The procedure may take place in many ways. The first step is usually undertaken by mail. After the initial results are obtained the subsequent round could be undertaken at a meeting of experts, assuming it would be possible to bring them together physically. Or, the subsequent rounds could be conducted again by mail. E-Mail has greatly facilitated the procedure. The basic steps are as follows:
  1. Identification of the problem. Researcher identifies the problem for which some predictions are required, e.g. what is the traffic of port x likely to be in 10 years time. Researcher prepares documentation regarding past and present traffic activity. Questionnaire is formulated concerning future traffic estimates and factors that might influence such developments. A level of agreement between the responses is selected, i.e. if 80% of the experts can agree on a particular traffic prediction.
  2. Selection of experts. In the case of a port scenario this might include terminal managers, shipping line representatives, land transport company representatives, intermediaries such as freight forwarders, and academics. It is important to have a balance, so that no one group is overly represented.
  3. Administration of questionnaire. Experts are provided with background documentation and questionnaire. Responses are submitted to researcher within a narrow time frame.
  4. Researcher summarizes responses. Actual traffic predictions are tabulated and means and standard deviations calculated for each category of cargo as in the case of a port traffic prediction exercise. Key factors suggested by experts are compiled and listed.
  5. Feedback. The tabulations are returned to the experts, either by mail or in a meeting convened to discuss first round results. The advantage of a meeting is that participants can confront each other to debate areas of disagreement over actual traffic predictions or of key factors identified. The drawback is that a few individuals might exert personal influence over the discussion and thereby sway outcomes, a trend that the researcher must be alert to and seek to mitigate. Experts are invited to review their original estimates and choices of key factors in light of the results presented, and submit a new round of predictions.

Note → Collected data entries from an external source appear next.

//! Job model and the transport capability shared by the local engine
//! and the remote queue.

use std::path::PathBuf;

use serde::Serialize;

use crate::error::CoreError;
use crate::graph::TaskGraph;
use crate::types::{JobId, Timestamp};

/// A submitted graph. Created once by the executor, never mutated.
#[derive(Debug, Clone)]
pub struct Job {
    pub id: JobId,
    pub graph: TaskGraph,
    pub submitted_at: Timestamp,
}

/// Where an artifact's bytes live.
#[derive(Debug, Clone, PartialEq, Eq, Serialize)]
#[serde(rename_all = "snake_case")]
pub enum ArtifactPayload {
    /// File on disk (typically inside the engine's output directory).
    Path(PathBuf),
    /// Bytes carried inline, base64-encoded.
    Base64(String),
}

/// One output produced by a job (usually an image).
#[derive(Debug, Clone, PartialEq, Eq, Serialize)]
pub struct Artifact {
    /// File name as reported by the engine.
    pub name: String,
    /// Node that produced the artifact, when the transport reports it.
    pub node_id: Option<String>,
    pub payload: ArtifactPayload,
}

/// Observed state of a job.
#[derive(Debug, Clone, PartialEq, Eq)]
pub enum JobStatus {
    Queued,
    Running,
    Succeeded(Vec<Artifact>),
    Failed(String),
    Cancelled,
    TimedOut,
}

impl JobStatus {
    /// A terminal status never transitions again.
    pub fn is_terminal(&self) -> bool {
        !matches!(self, JobStatus::Queued | JobStatus::Running)
    }

    /// Short label for logs.
    pub fn label(&self) -> &'static str {
        match self {
            JobStatus::Queued => "queued",
            JobStatus::Running => "running",
            JobStatus::Succeeded(_) => "succeeded",
            JobStatus::Failed(_) => "failed",
            JobStatus::Cancelled => "cancelled",
            JobStatus::TimedOut => "timed_out",
        }
    }

    /// Turn a non-success terminal status into the matching error.
    ///
    /// `Succeeded` and the non-terminal statuses return `Ok(())`.
    pub fn to_failure(&self, timeout_secs: u64) -> Result<(), CoreError> {
        match self {
            JobStatus::Failed(message) => Err(CoreError::ExecutionFailed(message.clone())),
            JobStatus::Cancelled => Err(CoreError::ExecutionFailed("Job cancelled".into())),
            JobStatus::TimedOut => Err(CoreError::Timeout { secs: timeout_secs }),
            _ => Ok(()),
        }
    }
}

/// Submission and status protocol spoken by an execution backend.
///
/// Implemented once for a local ComfyUI engine and once for the RunPod
/// serverless queue. The polling algorithm itself lives in the pipeline
/// crate and is shared by both.
#[async_trait::async_trait]
pub trait JobTransport: Send + Sync {
    /// Queue a graph and return the backend's job id.
    ///
    /// Rejections map to [`CoreError::Submission`].
    async fn submit(&self, graph: &TaskGraph) -> Result<JobId, CoreError>;

    /// Current status of a previously submitted job.
    async fn poll_status(&self, job_id: &str) -> Result<JobStatus, CoreError>;

    /// Engine liveness, if this backend supervises one.
    ///
    /// `None` means no health check is configured.
    async fn health_check(&self) -> Option<bool> {
        None
    }
}

/// Answers "is the engine alive right now?" without side effects.
///
/// Implemented by the ComfyUI HTTP client (liveness endpoint) and by the
/// process supervisor (process alive and liveness endpoint).
#[async_trait::async_trait]
pub trait HealthProbe: Send + Sync {
    async fn is_healthy(&self) -> bool;
}

#[cfg(test)]
mod tests {
    use assert_matches::assert_matches;

    use super::*;

    #[test]
    fn terminal_statuses() {
        assert!(!JobStatus::Queued.is_terminal());
        assert!(!JobStatus::Running.is_terminal());
        assert!(JobStatus::Succeeded(vec![]).is_terminal());
        assert!(JobStatus::Failed("x".into()).is_terminal());
        assert!(JobStatus::Cancelled.is_terminal());
        assert!(JobStatus::TimedOut.is_terminal());
    }

    #[test]
    fn failures_map_to_error_kinds() {
        assert_matches!(
            JobStatus::Failed("oom".into()).to_failure(300),
            Err(CoreError::ExecutionFailed(msg)) if msg == "oom"
        );
        assert_matches!(
            JobStatus::TimedOut.to_failure(300),
            Err(CoreError::Timeout { secs: 300 })
        );
        assert_matches!(JobStatus::Succeeded(vec![]).to_failure(300), Ok(()));
    }

    #[test]
    fn artifact_payload_serializes_tagged() {
        let artifact = Artifact {
            name: "out.png".into(),
            node_id: Some("9".into()),
            payload: ArtifactPayload::Base64("AAAA".into()),
        };
        let json = serde_json::to_value(&artifact).unwrap();
        assert_eq!(json["payload"]["base64"], "AAAA");
        assert_eq!(json["node_id"], "9");
    }
}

  6. These new predictions are tabulated and returned to the experts either by mail or immediately to the meeting, if the level of agreement does not meet the pre-determined level of acceptance. The specific areas of disagreement are highlighted, and the experts are again requested to consider their predictions in light of the panel’s overall views.
  7. The process is continued until the level of agreement has reached the pre-determined value. If agreement is not possible after several rounds, the researcher must terminate the process and try to pinpoint where the disagreements occur, and utilize the results to indicate specific problems in the traffic prediction process in this case. This method could be applied in a classroom setting, with students serving as ‘experts’ for a particular case study. The traffic at the local airport or port might be an appropriate example. On the basis of careful examination of traffic trends and factors influencing business activity, the class could be consulted to come up with predictions that could then be compared with those of some alternate method such as trend extrapolation.